He doesn't miss a beat when asked about his tempestuous reputation with the media. "You're not quite Russell Crowe swinging a telephone," I venture later, in a one-on-one interview. "Oh, the phone is right here," Fiennes jokes, flashing his trademark maniacal smile and pointing to a large white handset. Fair enough. Fiennes has been burned before. The British tabloids whipped up a frenzy of Oedipal proportions in the mid-90s when Fiennes left his then-wife Alex Kingston (Dr. Elizabeth Corday on the television series ER) and moved in with Francesca Annis, a British actress 18 years his senior. At the time, Annis was performing Gertrude, on-stage mother to Fiennes's Hamlet. Fiennes's own mother had died in 1993 of breast cancer. During the same tumultuous period, Fiennes's career was in overdrive. He'd trained at The Royal Academy of Dramatic Art and won over critics with his portrayal of Heathcliff in a 1992 version of Wuthering Heights. Stephen Spielberg cast him as S.S. Commandant Amon Goeth in Schindler's List the following year, and his superb performance landed Fiennes his first Academy Award nomination. He followed up with Quiz Show in 1994 and another Oscar nomination in 1996 for the smouldering Hungarian count Laszlo de Almasy in The English Patient. Women still recall his bodice-ripping smile with a short intake of breath. The two unofficial rules to a successful Ralph Fiennes interview emerge quickly enough: 1) No questions about his romantic life; and 2) Don't ask why he's drawn to so many dark and brooding roles. I decide to take a punt anyway. "Can I ask whether you're still with your long-term partner?" I say tentatively, still eyeing the telephone. "No, because there is not much information out," Fiennes says. "Do you mean no, I can't ask you? Or . . ." I begin. "No," he interrupts, any trace of a smile long gone.

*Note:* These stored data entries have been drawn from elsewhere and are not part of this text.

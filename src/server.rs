//! Server module for managing HTTP server lifecycle
//!
//! This module handles server initialization, startup, and graceful shutdown.

use tokio::net::TcpListener;
use tokio::signal;

use crate::api::routes::{DOCS_PATH, create_router};
use crate::config::{Environment, Settings};
use crate::db::{establish_async_connection_pool, run_pending_migrations};
use crate::state::AppState;

/// HTTP server manager
pub struct Server {
    settings: Settings,
    environment: Environment,
}

impl Server {
    pub fn new(settings: Settings, environment: Environment) -> Self {
        Self {
            settings,
            environment,
        }
    }

    /// Start the server and run until shutdown signal
    ///
    /// This method:
    /// 1. Logs startup information
    /// 2. Applies pending migrations when `database.auto_migrate` is set
    /// 3. Initializes database connection pool
    /// 4. Binds to configured address
    /// 5. Starts the HTTP server with graceful shutdown
    ///
    /// # Errors
    /// - Migration and connection pool errors
    /// - Address binding errors
    /// - Server runtime errors
    pub async fn run(self) -> anyhow::Result<()> {
        tracing::info!(
            app_name = %self.settings.application.name,
            app_version = %self.settings.application.version,
            environment = %self.environment,
            "Application starting"
        );

        tracing::info!(
            host = %self.settings.server.host,
            port = %self.settings.server.port,
            request_timeout = %self.settings.server.request_timeout,
            "Server configuration loaded"
        );

        // URL left out on purpose, it carries credentials
        tracing::info!(
            max_connections = %self.settings.database.max_connections,
            min_connections = %self.settings.database.min_connections,
            connection_timeout = %self.settings.database.connection_timeout,
            auto_migrate = %self.settings.database.auto_migrate,
            "Database configuration loaded"
        );

        tracing::info!(
            level = %self.settings.logger.level,
            console_enabled = %self.settings.logger.console.enabled,
            file_enabled = %self.settings.logger.file.enabled,
            "Logger configuration loaded"
        );

        if self.settings.database.auto_migrate {
            let applied = run_pending_migrations(&self.settings.database.url).await?;
            tracing::info!(count = applied.len(), "Startup migrations applied");
        }

        tracing::info!("Initializing database connection pool...");
        let pool = establish_async_connection_pool(&self.settings.database).await?;
        tracing::info!("Database connection pool initialized");

        let state = AppState::new(pool);
        let router = create_router(state, &self.settings.server);
        tracing::info!("Router configured");

        let address = self.settings.server.address();
        let listener = TcpListener::bind(&address).await.map_err(|e| {
            tracing::error!(error = %e, address = %address, "Failed to bind to address");
            anyhow::anyhow!("Failed to bind to {}: {}", address, e)
        })?;

        tracing::info!(address = %address, docs = DOCS_PATH, "Server listening");

        axum::serve(listener, router)
            .with_graceful_shutdown(shutdown_signal())
            .await?;

        tracing::info!("Server shutdown complete");

        Ok(())
    }
}

/// Waits for a shutdown signal (Ctrl+C or SIGTERM).
///
/// A handler that cannot be installed is logged and never fires.
async fn shutdown_signal() {
    let ctrl_c = async {
        if let Err(e) = signal::ctrl_c().await {
            tracing::error!(error = %e, "Failed to install Ctrl+C handler");
            std::future::pending::<()>().await;
        }
    };

    #[cfg(unix)]
    let terminate = async {
        match signal::unix::signal(signal::unix::SignalKind::terminate()) {
            Ok(mut sigterm) => {
                sigterm.recv().await;
            }
            Err(e) => {
                tracing::error!(error = %e, "Failed to install SIGTERM handler");
                std::future::pending::<()>().await;
            }
        }
    };

    #[cfg(not(unix))]
    let terminate = std::future::pending::<()>();

    tokio::select! {
        _ = ctrl_c => {
            tracing::info!("Received Ctrl+C, initiating graceful shutdown");
        }
        _ = terminate => {
            tracing::info!("Received SIGTERM, initiating graceful shutdown");
        }
    }
}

Next question. He's played a Nazi, two mentally disturbed killers and a list of tortured souls too long to mention, so why does he hate the "dark, brooding" question? "I don't necessarily hate it," he says, then relents. "Okay, on a bad day I might hate it. In my head I don't think: 'I'm going for a dark brooding role.' What happens is that you read a character and you think, here's a story, here's a person. That's what happens. That makes a movie or a play I want to be in. And then you do these events and people say 'Oh, you play all those dark brooding roles.' " Despite doing a good line in evil, Fiennes has held onto his sex-symbol status for more than a decade, but he seems genuinely uncomfortable with the attention. "Look, it's great to be an actor and if people want to see you and they like your work, then I suppose one should be flattered if, for them, you might be a sex symbol, but it has no relationship to the minute-to-minute of how I live my life," he says. "I feel uncomfortable when I'm asked about it and the 'SS' word comes up because I don't know what it means. One person's sex symbol is another person's turnoff." It's been a long road from Suffolk, England, to Hollywood 'SS.' The London-based actor grew up the oldest of six artistic siblings, including actor Joseph Fiennes.  His father, Mark, was a photographer and mother, Jini, a painter and acclaimed novelist writing under the name Jennifer Lash. But with little money or time to write, the family moved constantly -- at least 15 times in Britain and Ireland -- fixing up houses for resale. Perhaps this is why Fiennes admits he is so fond of certainty. ("Not routine," he says. "Certainty.") It may also explain his affinity with his latest character in The Constant Gardener, an adaptation of the book by British spy novelist John le Carré. Directed by Fernando Meirelles, an Oscar nominee for his work on City of God, The Constant Gardener is part love story, part political thriller. Fiennes plays Justin Quayle, a reliable, earnest middle-aged British diplomat posted in Nairobi to oversee aid distribution. But Quayle's more interested in pottering around the hothouse than helping his feisty young bride (played by the immensely likeable Rachel Weisz) who stumbles on a conspiracy involving the pharmaceutical industry and the British High Commission. Her murder forces Quayle to put aside the watering can to discover the truth behind her death.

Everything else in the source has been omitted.